(Beginning of RECORD EXCERPTS)

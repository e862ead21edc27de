// SPDX-License-Identifier: BUSL-1.1
// Copyright (c) 2026 Alfred Jean LLC

//! ISO-8601 UTC timestamp formatting and parsing

use chrono::{DateTime, SecondsFormat, Utc};

/// Format epoch milliseconds as an ISO-8601 UTC timestamp (second precision).
pub fn iso_from_epoch_ms(ms: u64) -> String {
    DateTime::<Utc>::from_timestamp_millis(ms as i64)
        .unwrap_or_default()
        .to_rfc3339_opts(SecondsFormat::Secs, true)
}

/// Parse an ISO-8601 timestamp back to epoch milliseconds.
///
/// Returns `None` for anything unparseable; callers treat that the same
/// as a missing timestamp.
pub fn parse_iso_ms(s: &str) -> Option<u64> {
    let parsed = DateTime::parse_from_rfc3339(s).ok()?;
    let ms = parsed.timestamp_millis();
    if ms < 0 {
        return None;
    }
    Some(ms as u64)
}

#[cfg(test)]
#[path = "time_fmt_tests.rs"]
mod tests;
// SPDX-License-Identifier: BUSL-1.1
// Copyright (c) 2026 Alfred Jean LLC

//! Subprocess execution with a hard timeout

use std::process::{Output, Stdio};
use std::time::Duration;
use thiserror::Error;
use tokio::process::Command;

/// Errors from timed subprocess execution
#[derive(Debug, Error)]
pub enum SubprocessError {
    #[error("{label} failed to spawn: {source}")]
    Spawn { label: String, source: std::io::Error },
    #[error("{label} timed out after {seconds}s")]
    Timeout { label: String, seconds: u64 },
    #[error("{label} IO error: {source}")]
    Io { label: String, source: std::io::Error },
}

/// Run a command to completion, capturing stdout/stderr, killing the
/// child when `timeout` expires.
///
/// The child is spawned with `kill_on_drop`, so dropping the wait future
/// on the timeout path force-kills the process.
pub async fn run_with_timeout(
    mut cmd: Command,
    timeout: Duration,
    label: &str,
) -> Result<Output, SubprocessError> {
    cmd.stdin(Stdio::null()).stdout(Stdio::piped()).stderr(Stdio::piped()).kill_on_drop(true);

    let child = cmd
        .spawn()
        .map_err(|source| SubprocessError::Spawn { label: label.to_string(), source })?;

    match tokio::time::timeout(timeout, child.wait_with_output()).await {
        Ok(Ok(output)) => Ok(output),
        Ok(Err(source)) => Err(SubprocessError::Io { label: label.to_string(), source }),
        Err(_) => {
            tracing::warn!(label, seconds = timeout.as_secs(), "subprocess timed out, killed");
            Err(SubprocessError::Timeout { label: label.to_string(), seconds: timeout.as_secs() })
        }
    }
}

#[cfg(test)]
#[path = "subprocess_tests.rs"]
mod tests;
// SPDX-License-Identifier: BUSL-1.1
// Copyright (c) 2026 Alfred Jean LLC

//! Deterministic fill prompt construction

use super::FillContext;
use serde_json::{json, Value};

/// Instructions included in every fill prompt.
pub const FILL_INSTRUCTIONS: &str = "Produce a value for every field listed below. \
Respect each field's declared type and constraints. \
Respond with a single JSON object of the form {\"values\": {\"<field_id>\": <value>, ...}} \
and nothing else.";

/// Build the prompt payload handed to command and agent providers.
///
/// The key set is fixed; `error_hint` appears only on repair iterations
/// so first-attempt prompts stay byte-stable for a given template.
pub fn build_prompt(ctx: &FillContext<'_>) -> Value {
    let fields: Vec<Value> = ctx
        .template
        .fields
        .iter()
        .map(|field| {
            json!({
                "id": field.id,
                "type": field.field_type.to_string(),
                "prompt": field.prompt,
                "required": field.required,
                "constraints": field
                    .constraints
                    .as_ref()
                    .map(|c| serde_json::to_value(c).unwrap_or(Value::Null))
                    .unwrap_or(Value::Null),
                "current_value": ctx.current_values.get(&field.id).cloned().unwrap_or(Value::Null),
            })
        })
        .collect();

    let mut prompt = json!({
        "instructions": FILL_INSTRUCTIONS,
        "template": {
            "id": ctx.template.id,
            "name": ctx.template.name,
            "context": ctx.template.context.clone().unwrap_or(Value::Null),
        },
        "fields": fields,
        "expected_response_schema": {
            "type": "object",
            "required": ["values"],
            "properties": {
                "values": {"type": "object"}
            }
        },
    });

    if let Some(hint) = &ctx.error_hint {
        prompt["error_hint"] = json!(hint);
    }
    prompt
}

#[cfg(test)]
#[path = "prompt_tests.rs"]
mod tests;
// SPDX-License-Identifier: BUSL-1.1
// Copyright (c) 2026 Alfred Jean LLC

//! Mock fill provider: deterministic values, never fails

use super::{FillContext, FillError, FillRunner};
use async_trait::async_trait;
use plash_core::{iso_from_epoch_ms, Clock, FieldSpec, FieldType, SystemClock};
use serde_json::{json, Map, Value};

/// Provider that echoes current values back, substituting type-default
/// placeholders where the current value does not fit the declared type.
#[derive(Debug, Clone, Default)]
pub struct MockRunner;

impl MockRunner {
    fn placeholder(field: &FieldSpec, now_iso: &str) -> Value {
        if let Some(first) =
            field.constraints.as_ref().and_then(|c| c.enum_values.as_ref()).and_then(|e| e.first())
        {
            return first.clone();
        }
        match field.field_type {
            FieldType::String => json!(format!("{} (updated {})", field.id, now_iso)),
            FieldType::Number => json!(0),
            FieldType::Boolean => json!(false),
            FieldType::Array => json!([]),
        }
    }

    fn type_compatible(field_type: FieldType, value: &Value) -> bool {
        match field_type {
            FieldType::String => value.is_string(),
            FieldType::Number => value.is_number(),
            FieldType::Boolean => value.is_boolean(),
            FieldType::Array => value.is_array(),
        }
    }
}

#[async_trait]
impl FillRunner for MockRunner {
    fn provider_name(&self) -> &'static str {
        "mock"
    }

    async fn run(&self, ctx: &FillContext<'_>) -> Result<Value, FillError> {
        let now_iso = iso_from_epoch_ms(SystemClock.epoch_ms());
        let mut values = Map::new();
        for field in &ctx.template.fields {
            let value = match ctx.current_values.get(&field.id) {
                Some(current) if Self::type_compatible(field.field_type, current) => {
                    current.clone()
                }
                _ => Self::placeholder(field, &now_iso),
            };
            values.insert(field.id.clone(), value);
        }
        Ok(json!({ "values": values }))
    }
}

#[cfg(test)]
#[path = "mock_tests.rs"]
mod tests;
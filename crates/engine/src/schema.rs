// SPDX-License-Identifier: BUSL-1.1
// Copyright (c) 2026 Alfred Jean LLC

//! Shape validators for templates and fill responses.
//!
//! Both walkers accumulate human-readable, path-qualified messages; an
//! empty list means the document is structurally valid. Pointer
//! resolution and publishability are separate, later gates.

use plash_core::is_valid_template_id;
use serde_json::Value;

const FIELD_TYPES: [&str; 4] = ["string", "number", "boolean", "array"];
const TEMPLATE_KEYS: [&str; 8] =
    ["id", "name", "enabled", "schedule", "base_dashboard", "fields", "context", "run"];
const FIELD_KEYS: [&str; 6] = ["id", "pointer", "type", "prompt", "required", "constraints"];
const CONSTRAINT_KEYS: [&str; 6] = ["max_len", "min", "max", "min_items", "max_items", "enum"];

/// Validate the shape of a template document.
pub fn validate_template_value(value: &Value) -> Vec<String> {
    let mut errors = Vec::new();
    let Some(root) = value.as_object() else {
        return vec!["template must be an object".to_string()];
    };

    match root.get("id").and_then(Value::as_str) {
        Some(id) if is_valid_template_id(id) => {}
        Some(id) => errors.push(format!("id invalid: {id:?}")),
        None => errors.push("id must be a string".to_string()),
    }

    match root.get("name").and_then(Value::as_str) {
        Some(name) if !name.trim().is_empty() => {}
        _ => errors.push("name must be a non-empty string".to_string()),
    }

    if let Some(enabled) = root.get("enabled") {
        if !enabled.is_boolean() {
            errors.push("enabled must be a boolean".to_string());
        }
    }

    validate_schedule(root.get("schedule"), &mut errors);

    if !root.get("base_dashboard").map(Value::is_object).unwrap_or(false) {
        errors.push("base_dashboard must be an object".to_string());
    }

    match root.get("fields") {
        None => {}
        Some(Value::Array(fields)) => {
            for (i, field) in fields.iter().enumerate() {
                validate_field(field, &format!("fields[{i}]"), &mut errors);
            }
        }
        Some(_) => errors.push("fields must be a list".to_string()),
    }

    if let Some(run) = root.get("run") {
        validate_run_params(run, &mut errors);
    }

    for key in root.keys() {
        if !TEMPLATE_KEYS.contains(&key.as_str()) {
            errors.push(format!("{key} is not supported"));
        }
    }

    errors
}

fn validate_schedule(value: Option<&Value>, errors: &mut Vec<String>) {
    let Some(schedule) = value.and_then(Value::as_object) else {
        errors.push("schedule must be an object".to_string());
        return;
    };

    match schedule.get("mode").and_then(Value::as_str) {
        Some("interval") => {}
        Some(other) => errors.push(format!("schedule.mode invalid: {other}")),
        None => errors.push("schedule.mode must be a string".to_string()),
    }

    match schedule.get("every_minutes").and_then(Value::as_u64) {
        Some(minutes) if minutes >= 1 => {}
        _ => errors.push("schedule.every_minutes must be an integer >= 1".to_string()),
    }

    match schedule.get("timezone").and_then(Value::as_str) {
        Some(tz) if !tz.trim().is_empty() => {}
        _ => errors.push("schedule.timezone must be a non-empty string".to_string()),
    }
}

fn validate_field(value: &Value, path: &str, errors: &mut Vec<String>) {
    let Some(field) = value.as_object() else {
        errors.push(format!("{path} must be an object"));
        return;
    };

    match field.get("id").and_then(Value::as_str) {
        Some(id) if !id.trim().is_empty() => {}
        _ => errors.push(format!("{path}.id must be a non-empty string")),
    }

    match field.get("pointer").and_then(Value::as_str) {
        Some(ptr) if ptr.starts_with('/') => {}
        _ => errors.push(format!("{path}.pointer must be a string starting with '/'")),
    }

    match field.get("type").and_then(Value::as_str) {
        Some(ty) if FIELD_TYPES.contains(&ty) => {}
        Some(ty) => errors.push(format!("{path}.type invalid: {ty}")),
        None => errors.push(format!("{path}.type must be a string")),
    }

    match field.get("prompt").and_then(Value::as_str) {
        Some(prompt) if !prompt.trim().is_empty() => {}
        _ => errors.push(format!("{path}.prompt must be a non-empty string")),
    }

    if let Some(required) = field.get("required") {
        if !required.is_boolean() {
            errors.push(format!("{path}.required must be a boolean"));
        }
    }

    if let Some(constraints) = field.get("constraints") {
        validate_constraints(constraints, &format!("{path}.constraints"), errors);
    }

    for key in field.keys() {
        if !FIELD_KEYS.contains(&key.as_str()) {
            errors.push(format!("{path}.{key} is not supported"));
        }
    }
}

fn validate_constraints(value: &Value, path: &str, errors: &mut Vec<String>) {
    let Some(constraints) = value.as_object() else {
        errors.push(format!("{path} must be an object"));
        return;
    };

    for key in ["max_len", "min_items", "max_items"] {
        if let Some(v) = constraints.get(key) {
            if v.as_u64().is_none() {
                errors.push(format!("{path}.{key} must be a non-negative integer"));
            }
        }
    }
    for key in ["min", "max"] {
        if let Some(v) = constraints.get(key) {
            if v.as_f64().is_none() {
                errors.push(format!("{path}.{key} must be a number"));
            }
        }
    }
    if let Some(v) = constraints.get("enum") {
        match v.as_array() {
            Some(items) if !items.is_empty() => {}
            _ => errors.push(format!("{path}.enum must be a non-empty list")),
        }
    }

    for key in constraints.keys() {
        if !CONSTRAINT_KEYS.contains(&key.as_str()) {
            errors.push(format!("{path}.{key} is not supported"));
        }
    }
}

fn validate_run_params(value: &Value, errors: &mut Vec<String>) {
    let Some(run) = value.as_object() else {
        errors.push("run must be an object".to_string());
        return;
    };
    for key in ["retry_count", "repair_attempts"] {
        if let Some(v) = run.get(key) {
            if v.as_u64().is_none() {
                errors.push(format!("run.{key} must be a non-negative integer"));
            }
        }
    }
    for key in run.keys() {
        if key != "retry_count" && key != "repair_attempts" {
            errors.push(format!("run.{key} is not supported"));
        }
    }
}

/// Validate the shape of a fill response: an object whose single
/// recognized key is `values`, mapping field ids to scalars or arrays.
pub fn validate_fill_response_value(value: &Value) -> Vec<String> {
    let mut errors = Vec::new();
    let Some(root) = value.as_object() else {
        return vec!["fill response must be an object".to_string()];
    };

    let Some(values) = root.get("values") else {
        return vec!["fill response missing key: values".to_string()];
    };

    for key in root.keys() {
        if key != "values" {
            errors.push(format!("{key} is not supported"));
        }
    }

    match values.as_object() {
        Some(map) => {
            for (field_id, v) in map {
                if v.is_object() {
                    errors.push(format!("values.{field_id} must be a scalar or array"));
                }
            }
        }
        None => errors.push("values must be an object".to_string()),
    }

    errors
}

#[cfg(test)]
#[path = "schema_tests.rs"]
mod tests;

(End of RECORD EXCERPTS)

PROBLEM STATEMENT: Lines from the entries that contain the word "derive" are what the answer must hold.

SOLUTION TO THIS EXERCISE:
#[derive(Debug, Error)]
#[derive(Debug, Clone, Default)]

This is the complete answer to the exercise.